Thanks! Your Trojans beat up on the Horns in b-ball this year, so no smack talking from me. Will see how they do tomorrow in their '1st round' game tomorrow.


----------



## crease-guard (Mar 15, 2008)

Careful with those drivers installed in the door panels, they will buzz at certain frequencies on the plastic ridge on the inside. I know, I have an install thread here on my 06 Z06 and I had that problem and had to pull my door panel on the driver side off 5 times before I finally got it to stop.

Jay


----------



## niceguy (Mar 12, 2006)

Nice install...interesting thought info about the factory HU signal being decent. Yours was non Bose correct? Did the car have a Delco amplifier unit? I ask because my '08 Uplander is non bose and actually has decent sound/output but the factory processing seems to defeat bass as you turn it up which is bad.

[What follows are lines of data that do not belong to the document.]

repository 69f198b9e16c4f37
pub mod unicode;
use clap::Parser;
use dones::cli::commands::Cli;
use dones::cli::handlers;

fn main() {
    env_logger::init();
    let cli = Cli::parse();

    if let Err(e) = handlers::dispatch(cli) {
        eprintln!("error: {}", e);
        std::process::exit(1);
    }
}
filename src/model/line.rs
use indexmap::IndexSet;
use serde::{Deserialize, Serialize};

use crate::parse::tags::scan_tags;

/// Handle of a line inside an [`Outline`](super::outline::Outline) arena.
#[derive(Debug, Clone, Copy, PartialEq, Eq, Hash, PartialOrd, Ord, Serialize, Deserialize)]
#[serde(transparent)]
pub struct LineId(pub usize);

impl std::fmt::Display for LineId {
    fn fmt(&self, f: &mut std::fmt::Formatter<'_>) -> std::fmt::Result {
        write!(f, "L{}", self.0)
    }
}

/// Boolean attributes a line can carry
#[derive(Debug, Clone, Copy, PartialEq, Eq, Hash, Serialize, Deserialize)]
#[serde(rename_all = "lowercase")]
pub enum LineFlag {
    Done,
    Comment,
    Bold,
    LinkText,
    Clone,
}

/// A single outline line (node)
#[derive(Debug, Clone)]
pub struct Line {
    /// Line content
    pub(crate) text: String,
    /// Owned children, in document order
    pub(crate) children: Vec<LineId>,
    /// Navigation-only back reference; `None` for the root and detached lines
    pub(crate) parent: Option<LineId>,
    pub is_folded: bool,
    pub is_done: bool,
    pub is_comment: bool,
    pub is_bold: bool,
    pub is_link_text: bool,
    /// Mirrors another line's content without owning it
    pub is_clone: bool,
    /// Tags found in `text` (without the `#` prefix)
    pub(crate) tags: IndexSet<String>,
}

impl Line {
    pub fn new(text: impl Into<String>) -> Self {
        let text = text.into();
        let tags = scan_tags(&text);
        Line {
            text,
            children: Vec::new(),
            parent: None,
            is_folded: false,
            is_done: false,
            is_comment: false,
            is_bold: false,
            is_link_text: false,
            is_clone: false,
            tags,
        }
    }

    pub fn text(&self) -> &str {
        &self.text
    }

    pub fn children(&self) -> &[LineId] {
        &self.children
    }

    pub fn parent(&self) -> Option<LineId> {
        self.parent
    }

    pub fn tags(&self) -> &IndexSet<String> {
        &self.tags
    }

    pub fn has_tag(&self, tag: &str) -> bool {
        self.tags.contains(tag)
    }

    pub fn flag(&self, flag: LineFlag) -> bool {
        match flag {
            LineFlag::Done => self.is_done,
            LineFlag::Comment => self.is_comment,
            LineFlag::Bold => self.is_bold,
            LineFlag::LinkText => self.is_link_text,
            LineFlag::Clone => self.is_clone,
        }
    }

    pub(crate) fn set_flag(&mut self, flag: LineFlag, value: bool) {
        match flag {
            LineFlag::Done => self.is_done = value,
            LineFlag::Comment => self.is_comment = value,
            LineFlag::Bold => self.is_bold = value,
            LineFlag::LinkText => self.is_link_text = value,
            LineFlag::Clone => self.is_clone = value,
        }
    }
}

/// Tags that appeared and disappeared after a text change
#[derive(Debug, Clone, Default, PartialEq, Eq)]
pub struct TagDiff {
    pub added: Vec<String>,
    pub removed: Vec<String>,
}

impl TagDiff {
    pub fn between(old: &IndexSet<String>, new: &IndexSet<String>) -> Self {
        TagDiff {
            added: new.iter().filter(|t| !old.contains(*t)).cloned().collect(),
            removed: old.iter().filter(|t| !new.contains(*t)).cloned().collect(),
        }
    }

    pub fn is_empty(&self) -> bool {
        self.added.is_empty() && self.removed.is_empty()
    }
}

I was debating on doing the same as you but not sure yet...Enjoy the fruits of your labor!

Jeremy


----------



## pentavolvo (Nov 12, 2008)

niceguy said:


> Nice install...interesting thought info about the factory HU signal being decent. Yours was non Bose correct? Did the car have a Delco amplifier unit? I ask because my '08 Uplander is non bose and actually has decent sound/output but the factory processing seems to defeat bass as you turn it up which is bad.
> 
> I was debating on doing the same as you but not sure yet...Enjoy the fruits of your labor!
> 
> Jeremy


On all of the C6 corvettes bose or non bose they have a factory amp and have flat non molested outputs from radio. You non bose uplander doesnt have an aftermarket amp as the large majority of non bose gm cars, and at higher volumes it rolls the bass off


----------



## req (Aug 4, 2007)

pentavolvo said:


> On all of the C6 corvettes bose or non bose they have a factory amp and have flat non molested outputs from radio. You non bose uplander doesnt have an *aftermarket amp* as the large majority of non bose gm cars, and at higher volumes it rolls the bass off


you mean "stock external amplifier"


----------



## thewatusi (Feb 1, 2011)

Love the creative sub enclosure.


----------



## Kellyo77 (Dec 5, 2009)

Really impressed by the sub enclosure. Well done. 
Love the Z06. Any plans for some performance parts? Several guys over on SVTPerformance have bailed off the Ford ship and gotten Z06's. Those cars can make a ton of power with a little boost!


----------



## anthonyott99 (Mar 21, 2011)

Dude, that is one sweet ride !!! Props on havin the rocks to tear into it and upgrade !! I really like the ipod cord running through the vent, that is clean !!


----------



## TX_SS (Sep 21, 2007)

thewatusi said:


> Love the creative sub enclosure.


Thanks! It sounds really nice.



Kellyo77 said:


> Really impressed by the sub enclosure. Well done.
> Love the Z06. Any plans for some performance parts? Several guys over on SVTPerformance have bailed off the Ford ship and gotten Z06's. Those cars can make a ton of power with a little boost!


Thanks! As for the car, it has an aftermarket air intake and also a F.A.S.T. LSX-R 102 mm intake, as well as non-performance Katech valve covers and coil relocation kit. The car put down 470 rwhp and 450 rwtq which is enough for me for the time being.












anthonyott99 said:


> Dude, that is one sweet ride !!! Props on havin the rocks to tear into it and upgrade !! I really like the ipod cord running through the vent, that is clean !!


Thanks! I didn't want the ipod cable cluttering up the interior so the vent made it convenient to hide. The 90 degree plug really was the key to making it look decent.


----------